CORPOS, CORPOS DÓCEIS E HOMOSSEXUALIDADE: UMA ANÁLISE DO FILME SENHORITAS EM UNIFORME

LIDIANE NUNES DE CASTRO, DOSTOIEWSKI MARIATT DE OLIVEIRA CHAMPANGNATTE

DOI: 10.16887/fiep bulletin.v86i1.5607

Resumo



Senhoritas em Uniforme (1931) é um filme alemão pioneiro do cinema lésbico que retrata um colégio interno para filhas de militares, colégio no qual é aplicada a ordem e autoridade de maneira contundente e que é alicerçado na disciplina rígida, atuando na criação do que Foucault chamou de corpos dóceis, ou seja, sujeitos úteis e obedientes.
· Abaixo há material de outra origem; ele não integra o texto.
//! Command-line interface definitions and parsing

use std::path::PathBuf;

use clap::Parser;

#[derive(Parser, Debug)]
#[command(author, version, about = "Terminal client for a chatsec server", long_about = None)]
pub struct Cli {
    /// Server host
    pub host: Option<String>,

    /// Server port
    pub port: Option<u16>,

    /// Display name to log in with (prompted when omitted)
    #[arg(short, long)]
    pub name: Option<String>,

    /// Enable verbose logging
    #[arg(short, long)]
    pub verbose: bool,

    /// Configuration file path
    #[arg(short, long)]
    pub config: Option<PathBuf>,

    /// Directory receiving incoming files
    #[arg(short, long)]
    pub download_dir: Option<PathBuf>,

    /// Identity file holding the key pair and learned server key
    #[arg(short, long)]
    pub identity: Option<PathBuf>,

    /// Print the effective configuration as TOML and exit
    #[arg(long)]
    pub print_config: bool,
}
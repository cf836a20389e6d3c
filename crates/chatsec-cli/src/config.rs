//! Client configuration loading
//!
//! Same layering as the server: defaults, `chatsec.toml`, `--config`,
//! `CHATSEC_*` variables, then command line flags.

use std::path::Path;

use figment::{
    providers::{Env, Format, Serialized, Toml},
    Figment,
};

use chatsec_core::ClientConfig;

use crate::cli::Cli;
use crate::error::Result;

pub const DEFAULT_CONFIG_FILE: &str = "chatsec.toml";

pub const ENV_PREFIX: &str = "CHATSEC_";

/// Base figment without command line overrides
pub fn figment(config_file: Option<&Path>) -> Figment {
    let mut figment = Figment::new()
        .merge(Serialized::defaults(ClientConfig::default()))
        .merge(Toml::file(DEFAULT_CONFIG_FILE));

    if let Some(path) = config_file {
        figment = figment.merge(Toml::file(path));
    }

    figment.merge(Env::prefixed(ENV_PREFIX))
}

/// Apply the command line on top of `figment`, extract and validate
pub fn load_with_overrides(figment: Figment, cli: &Cli) -> Result<ClientConfig> {
    let mut figment = figment;

    if let Some(host) = &cli.host {
        figment = figment.merge(("host", host.clone()));
    }
    if let Some(port) = cli.port {
        figment = figment.merge(("port", port));
    }
    if let Some(dir) = &cli.download_dir {
        figment = figment.merge(("download_dir", dir.clone()));
    }
    if let Some(path) = &cli.identity {
        figment = figment.merge(("identity_file", path.clone()));
    }

    let config: ClientConfig = figment.extract()?;
    config.validate()?;
    Ok(config)
}

pub fn load(cli: &Cli) -> Result<ClientConfig> {
    load_with_overrides(figment(cli.config.as_deref()), cli)
}

/// Render `config` as TOML
pub fn example_config(config: &ClientConfig) -> Result<String> {
    Ok(toml::to_string_pretty(config)?)
}

#[cfg(test)]
mod tests {
    use super::*;
    use clap::Parser;
    use std::path::PathBuf;

    fn defaults_only() -> Figment {
        Figment::new().merge(Serialized::defaults(ClientConfig::default()))
    }

    #[test]
    fn test_overrides_and_file_layer() {
        let figment = defaults_only().merge(Toml::string("chunk_size = 512\nhost = \"filehost\"\n"));
        let cli = Cli::parse_from(["chatsec", "cli-host", "--download-dir", "inbox", "--identity", "me.toml"]);
        let config = load_with_overrides(figment, &cli).unwrap();

        assert_eq!(config.host, "cli-host");
        assert_eq!(config.port, ClientConfig::default().port);
        assert_eq!(config.chunk_size, 512);
        assert_eq!(config.download_dir, PathBuf::from("inbox"));
        assert_eq!(config.identity_file, PathBuf::from("me.toml"));
    }

    #[test]
    fn test_zero_chunk_size_rejected() {
        let figment = defaults_only().merge(Toml::string("chunk_size = 0\n"));
        let cli = Cli::parse_from(["chatsec"]);
        assert!(load_with_overrides(figment, &cli).is_err());
    }
}
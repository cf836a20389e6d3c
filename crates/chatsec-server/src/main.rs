//! chatsec-server entry point

use std::sync::Arc;

use anyhow::Context;
use clap::Parser;
use tokio::io::BufReader;
use tracing::{error, info};

use chatsec_core::RsaEngine;
use chatsec_server::{config, ChatServer, Cli, ServerConsole};

#[tokio::main]
async fn main() -> anyhow::Result<()> {
    let cli = Cli::parse();
    setup_logging(cli.verbose);

    let config = config::load(&cli).context("Failed to load configuration")?;
    if cli.print_config {
        print!("{}", config::example_config(&config)?);
        return Ok(());
    }

    let engine = Arc::new(RsaEngine::new(config.key_bits));
    let server = ChatServer::bind(config, engine)
        .await
        .context("Failed to start chat server")?;
    let shutdown = server.shutdown_handle();

    if !cli.no_console {
        let console = ServerConsole::new(server.registry(), server.router(), shutdown.clone());
        tokio::spawn(console.run(BufReader::new(tokio::io::stdin())));
    }

    let signal = shutdown.clone();
    tokio::spawn(async move {
        match tokio::signal::ctrl_c().await {
            Ok(()) => info!("Interrupt received"),
            Err(e) => error!("Failed to listen for interrupt: {}", e),
        }
        signal.shutdown();
    });

    server.run().await?;
    info!("Chat server stopped");
    Ok(())
}

/// Setup logging based on verbosity level
fn setup_logging(verbose: bool) {
    let log_level = if verbose {
        tracing::Level::DEBUG
    } else {
        tracing::Level::INFO
    };

    tracing_subscriber::fmt()
        .with_max_level(log_level)
        .with_target(false)
        .with_thread_ids(false)
        .with_file(false)
        .with_line_number(false)
        .init();
}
Dentro de tal ambiente a liberdade é restringida, então desempenham atividades de lazer que eram identificadas como apropriadas ao sexo feminino na época, como canto, dança e teatro e atrevem-se um pouco na descoberta da imagem corporal e o desenvolvimento do corpo, mas uma das alunas comete o maior atrevimento de todos, desafiando as regras e ousando envolver-se romanticamente com uma de suas professoras e assim, o objetivo da pesquisa realizada é desvendar o discurso da obra sobre a homossexualidade. Para tal, parte da análise semiótica embasada no pensamento de Charles  Sanders Peirce em relação ao objeto, signo e interpretante e utiliza o modelo de análise fílmica Estrutural/Significativa proposto por Antônio do Nascimento Moreno em “A Personagem Homossexual no Cinema Brasileiro” (1995). O embasamento teórico é retirado do livro “Now You See It. Studies on Lesbian and Gay Film” (1990) de Richard Dyer, o que permite fundamentar teoricamente a análise da obra. Feita a qualificação do teor do discurso em função das personagens homossexuais, é possível então chegar à conclusão de que a obra contribui para uma imagem positiva dos homossexuais ao retratar esta sexualidade como natural.

Palavras-chave


Cinema; Lésbico; Senhoritas em Uniforme.